100 years later, in 2012, a movie was made. It was based on the book, and was meant to take us to the beginning of an epic intergalactic journey. It had everything – an origin story that was very original (in 1912), a strong hero of chance, a beautiful and smart princess, dozens of different aliens, an intelligent storyline and the charm of its production house, you may heard of it – Disney. It completely flopped, like, severally, and any chance for a sequel was gone. The movie was good, better than the showy Avatar. But don’t take my word for it – go and watch it, most chances you haven’t yet, according to the lousy income it got.

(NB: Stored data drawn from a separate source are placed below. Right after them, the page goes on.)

impl Task {
    /// Inserts an open task unless the poster is unknown or at the limit
    ///
    /// The poster check, the quota count and the insert are one statement, so
    /// the write lock is taken before anything is read. Returns `None` when
    /// nothing was inserted.
    pub async fn insert_within_quota(
        conn: &mut SqliteConnection,
        data: &NewTask,
        created_at: NaiveDateTime,
        window_start: NaiveDateTime,
        daily_limit: u32,
    ) -> Result<Option<i64>, sqlx::Error> {
        let result = sqlx::query(
            r#"
            INSERT INTO tasks (title, description, posted_by, duration_minutes, location_address,
                               city, latitude, longitude, is_verified, scheduled_date,
                               scheduled_time, created_at)
            SELECT ?, ?, ?, ?, ?, ?, ?, ?, 0, ?, ?, ?
            WHERE EXISTS (SELECT 1 FROM users WHERE id = ?)
              AND (SELECT COUNT(*) FROM tasks WHERE posted_by = ? AND created_at >= ?) < ?
            "#,
        )
        .bind(&data.title)
        .bind(&data.description)
        .bind(data.posted_by)
        .bind(data.duration_minutes)
        .bind(&data.location_address)
        .bind(&data.city)
        .bind(data.latitude)
        .bind(data.longitude)
        .bind(&data.scheduled_date)
        .bind(&data.scheduled_time)
        .bind(sql_timestamp(created_at))
        .bind(data.posted_by)
        .bind(data.posted_by)
        .bind(sql_timestamp(window_start))
        .bind(i64::from(daily_limit))
        .execute(conn)
        .await?;

        if result.rows_affected() == 0 {
            return Ok(None);
        }

        Ok(Some(result.last_insert_rowid()))
    }

    /// Finds a task by ID
    pub async fn find_by_id(
        conn: &mut SqliteConnection,
        id: i64,
    ) -> Result<Option<Self>, sqlx::Error> {
        sqlx::query_as::<_, Task>(&format!("SELECT {TASK_COLUMNS} FROM tasks WHERE id = ?"))
            .bind(id)
            .fetch_optional(conn)
            .await
    }

    /// Finds a task by ID with poster fields and skills
    pub async fn find_summary(
        pool: &SqlitePool,
        id: i64,
    ) -> Result<Option<TaskSummary>, sqlx::Error> {
        let mut conn = pool.acquire().await?;

        let summary = sqlx::query_as::<_, TaskSummary>(&format!("{SUMMARY_SELECT} WHERE t.id = ?"))
            .bind(id)
            .fetch_optional(&mut *conn)
            .await?;

        match summary {
            Some(mut summary) => {
                summary.skills = Skill::names_for_task(&mut conn, id).await?;
                Ok(Some(summary))
            }
            None => Ok(None),
        }
    }

    /// Lists tasks newest first, applying the filter
    pub async fn list(pool: &SqlitePool, filter: &TaskFilter) -> Result<Vec<TaskSummary>, sqlx::Error> {
        let mut conn = pool.acquire().await?;

        let mut query: QueryBuilder<Sqlite> = QueryBuilder::new(SUMMARY_SELECT);
        query.push(" WHERE 1 = 1");

        if let Some(city) = &filter.city {
            query.push(" AND t.city = ").push_bind(city.clone());
        }
        if let Some(status) = filter.status {
            query.push(" AND t.status = ").push_bind(status.as_str());
        }
        if let Some(user_id) = filter.user_id {
            query
                .push(" AND (t.posted_by = ")
                .push_bind(user_id)
                .push(" OR t.assigned_to = ")
                .push_bind(user_id)
                .push(")");
        }
        query.push(" ORDER BY t.created_at DESC, t.id DESC");

        let rows = query
            .build_query_as::<TaskSummary>()
            .fetch_all(&mut *conn)
            .await?;

        let mut tasks = with_skills(&mut conn, rows).await?;

        if let Some(skill) = &filter.skill {
            tasks.retain(|t| t.skills.iter().any(|s| s == skill));
        }

        Ok(tasks)
    }

    /// Tasks posted by a user, newest first
    pub async fn list_posted_by(
        pool: &SqlitePool,
        user_id: i64,
    ) -> Result<Vec<TaskSummary>, sqlx::Error> {
        let mut conn = pool.acquire().await?;

        let rows = sqlx::query_as::<_, TaskSummary>(&format!(
            "{SUMMARY_SELECT} WHERE t.posted_by = ? ORDER BY t.created_at DESC, t.id DESC"
        ))
        .bind(user_id)
        .fetch_all(&mut *conn)
        .await?;

        with_skills(&mut conn, rows).await
    }

    /// Tasks a volunteer currently holds, in schedule order
    pub async fn list_active_for(
        pool: &SqlitePool,
        user_id: i64,
    ) -> Result<Vec<TaskSummary>, sqlx::Error> {
        let mut conn = pool.acquire().await?;

        let rows = sqlx::query_as::<_, TaskSummary>(&format!(
            "{SUMMARY_SELECT} WHERE t.assigned_to = ? AND t.status = 'accepted' \
             ORDER BY t.scheduled_date, t.scheduled_time, t.id"
        ))
        .bind(user_id)
        .fetch_all(&mut *conn)
        .await?;

        with_skills(&mut conn, rows).await
    }

    /// Open, unassigned tasks, newest first
    pub async fn list_open_unassigned(pool: &SqlitePool) -> Result<Vec<TaskSummary>, sqlx::Error> {
        let mut conn = pool.acquire().await?;

        let rows = sqlx::query_as::<_, TaskSummary>(&format!(
            "{SUMMARY_SELECT} WHERE t.status = 'open' AND t.assigned_to IS NULL \
             ORDER BY t.created_at DESC, t.id DESC"
        ))
        .fetch_all(&mut *conn)
        .await?;

        with_skills(&mut conn, rows).await
    }

    /// Tasks a user posted or holds, in schedule order
    ///
    /// Open and accepted tasks always; completed ones only when asked.
    pub async fn schedule_for(
        pool: &SqlitePool,
        user_id: i64,
        include_completed: bool,
    ) -> Result<Vec<TaskSummary>, sqlx::Error> {
        let mut conn = pool.acquire().await?;

        let statuses = if include_completed {
            "('accepted', 'open', 'completed')"
        } else {
            "('accepted', 'open')"
        };

        let rows = sqlx::query_as::<_, TaskSummary>(&format!(
            "{SUMMARY_SELECT} WHERE (t.assigned_to = ? OR t.posted_by = ?) AND t.status IN {statuses} \
             ORDER BY t.scheduled_date, t.scheduled_time, t.id"
        ))
        .bind(user_id)
        .bind(user_id)
        .fetch_all(&mut *conn)
        .await?;

        with_skills(&mut conn, rows).await
    }

    /// Distinct non-empty cities, sorted
    pub async fn cities(pool: &SqlitePool) -> Result<Vec<String>, sqlx::Error> {
        sqlx::query_scalar("SELECT DISTINCT city FROM tasks WHERE city != '' ORDER BY city")
            .fetch_all(pool)
            .await
    }

    /// Counts tasks a user posted at or after `since`
    pub async fn count_posted_since(
        conn: &mut SqliteConnection,
        posted_by: i64,
        since: NaiveDateTime,
    ) -> Result<i64, sqlx::Error> {
        sqlx::query_scalar("SELECT COUNT(*) FROM tasks WHERE posted_by = ? AND created_at >= ?")
            .bind(posted_by)
            .bind(sql_timestamp(since))
            .fetch_one(conn)
            .await
    }

    /// Counts tasks a volunteer currently holds
    pub async fn count_active_for(
        conn: &mut SqliteConnection,
        user_id: i64,
    ) -> Result<i64, sqlx::Error> {
        sqlx::query_scalar("SELECT COUNT(*) FROM tasks WHERE assigned_to = ? AND status = 'accepted'")
            .bind(user_id)
            .fetch_one(conn)
            .await
    }

    /// Assigns an open task to a volunteer who holds no other accepted task
    ///
    /// The availability check and the write are one statement, so concurrent
    /// accepts by the same volunteer cannot both succeed. Returns false when
    /// nothing was updated; the caller works out why.
    pub async fn try_accept(
        conn: &mut SqliteConnection,
        id: i64,
        user_id: i64,
    ) -> Result<bool, sqlx::Error> {
        let result = sqlx::query(
            r#"
            UPDATE tasks
            SET assigned_to = ?, status = 'accepted'
            WHERE id = ?
              AND status = 'open'
              AND NOT EXISTS (
                  SELECT 1 FROM tasks WHERE assigned_to = ? AND status = 'accepted'
              )
            "#,
        )
        .bind(user_id)
        .bind(id)
        .bind(user_id)
        .execute(conn)
        .await?;

        Ok(result.rows_affected() > 0)
    }

    /// Marks a task completed and stores the completion artifacts
    ///
    /// An unassigned task becomes assigned to `actor_id`, or to its poster when
    /// no actor is given. An explicit `actor_id` must name an existing user.
    /// Returns `None` when the task is missing, already completed, or the actor
    /// is unknown.
    pub async fn mark_completed(
        conn: &mut SqliteConnection,
        id: i64,
        actor_id: Option<i64>,
        photo: &str,
        notes: &str,
        completed_at: NaiveDateTime,
    ) -> Result<Option<CompletionTarget>, sqlx::Error> {
        sqlx::query_as::<_, CompletionTarget>(
            r#"
            UPDATE tasks
            SET status = 'completed',
                completed_at = ?,
                completion_photo = ?,
                completion_notes = ?,
                assigned_to = COALESCE(assigned_to, ?, posted_by)
            WHERE id = ?
              AND status != 'completed'
              AND (? IS NULL OR EXISTS (SELECT 1 FROM users WHERE id = ?))
            RETURNING assigned_to, duration_minutes
            "#,
        )
        .bind(sql_timestamp(completed_at))
        .bind(photo)
        .bind(notes)
        .bind(actor_id)
        .bind(id)
        .bind(actor_id)
        .bind(actor_id)
        .fetch_optional(conn)
        .await
    }
}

So what happened? Sadly, John Carter, the great grandfather of all popcorn sci-fis, arrived after his grandchildren and their children had used and overused every single narrative and storyline it brought to the world. So the clichés shown in the film were actually born as original ideas in the book. But this is not enough to ruin a film, as the two hours and forty minutes long cliché called Avatar had demonstrated.
Michael D. Sellers is a devoted fan of the world of John Carter that was created by Burroughs. Ever since the film was released and failed, he is working relentlessly to expose the poor handling of Disney with the marketing of the film. He wrote a book called “John Carter and the Gods of Hollywood” in which he describes the way films are being marketed today. From changing the title only a few weeks before first screening, to the failure to utilize social media advertising, to the forcing of 3D on an originally 2D movie and more. Mistake after mistake, he says, the marketing department has butchered the film’s potential of telling an epic story and becoming an inspiring franchise. Very good examples are the trailers for “John Carter” that portrayed the movie as an explosion fest. Sellers has created a fan-made trailer that emphasizes the complex story that stands in the heart of the movie.
To sum it all up, “John Carter” was a good product with a lousy marketing. For me, it was as exciting as Star Wars (yes, I said it). The sci-fi community missed a great film, while repeatedly being bombarded with lousy products with great marketing – such as “The Avengers” and “Ironman”. Conclusion? Go watch “John Carter”. I promise you that you’ll google “John Carter sequel” the minute you finish. The first result will be Seller’s website that is still fighting for recognition of this great, forgotten intergalactic fantasy.